____ THE DATA

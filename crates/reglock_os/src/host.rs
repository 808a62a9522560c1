#![forbid(unsafe_code)]

use std::sync::Arc;

use serde_json::Value;

use reglock_engines::lock_enforcer::SettingInterceptor;
use reglock_engines::mutation_guard::UserMutationGuard;
use reglock_kernel_contracts::guard::GuardReject;
use reglock_kernel_contracts::snapshot::{DirectoryUser, UserId};

#[derive(Debug, Clone, PartialEq, thiserror::Error)]
pub enum HostError {
    #[error("setting {key} could not be read")]
    Unreadable { key: String },
    #[error("setting {key} is intercepted and cannot be written")]
    Intercepted { key: String },
    #[error("setting {key} could not be written")]
    WriteFailed { key: String },
    #[error("user {0} does not exist")]
    UnknownUser(UserId),
    #[error("mutation rejected: {}", .0.violation)]
    Rejected(GuardReject),
    #[error("host unavailable: {0}")]
    Unavailable(String),
}

/// Site settings as the host exposes them.
pub trait HostSettings {
    /// Read through whatever interceptors are installed. `Ok(None)` means no
    /// stored value exists.
    fn read_setting(&self, key: &str) -> Result<Option<Value>, HostError>;
    fn write_setting(&mut self, key: &str, value: Value) -> Result<(), HostError>;
    /// Site URL after host-side filtering.
    fn resolved_site_url(&self) -> Option<String>;
    fn resolved_home_url(&self) -> Option<String>;
}

pub trait UserDirectory {
    fn all_users(&self) -> Result<Vec<DirectoryUser>, HostError>;
    fn user_meta(&self, user_id: UserId, key: &str) -> Option<Value>;
}

pub trait RoleRegistry {
    /// Adds a role with no capabilities. `false` when it already exists.
    fn add_role(&mut self, name: &str, display_name: &str) -> Result<bool, HostError>;
    fn remove_role(&mut self, name: &str) -> Result<bool, HostError>;
}

/// Extension point for the lock's read interceptor and user mutation guard.
/// Installing replaces whatever occupied the slot.
pub trait InterceptorHost {
    fn install_setting_interceptor(&mut self, interceptor: Arc<dyn SettingInterceptor>);
    fn remove_setting_interceptor(&mut self) -> Option<Arc<dyn SettingInterceptor>>;
    fn has_setting_interceptor(&self) -> bool;
    fn install_user_guard(&mut self, guard: Arc<dyn UserMutationGuard>);
    fn remove_user_guard(&mut self) -> Option<Arc<dyn UserMutationGuard>>;
}

/// Everything the lifecycle drives on a host.
pub trait Host: HostSettings + UserDirectory + RoleRegistry + InterceptorHost {}

impl<T: HostSettings + UserDirectory + RoleRegistry + InterceptorHost + ?Sized> Host for T {}
#![forbid(unsafe_code)]

pub mod drift;
pub mod lock_enforcer;
pub mod mutation_guard;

________

With the line that contains "pub trait Host: HostSettings" as the start, output every line through the end of the entries exactly. Add no other lines.

pub trait Host: HostSettings + UserDirectory + RoleRegistry + InterceptorHost {}

impl<T: HostSettings + UserDirectory + RoleRegistry + InterceptorHost + ?Sized> Host for T {}
#![forbid(unsafe_code)]

pub mod drift;
pub mod lock_enforcer;
pub mod mutation_guard;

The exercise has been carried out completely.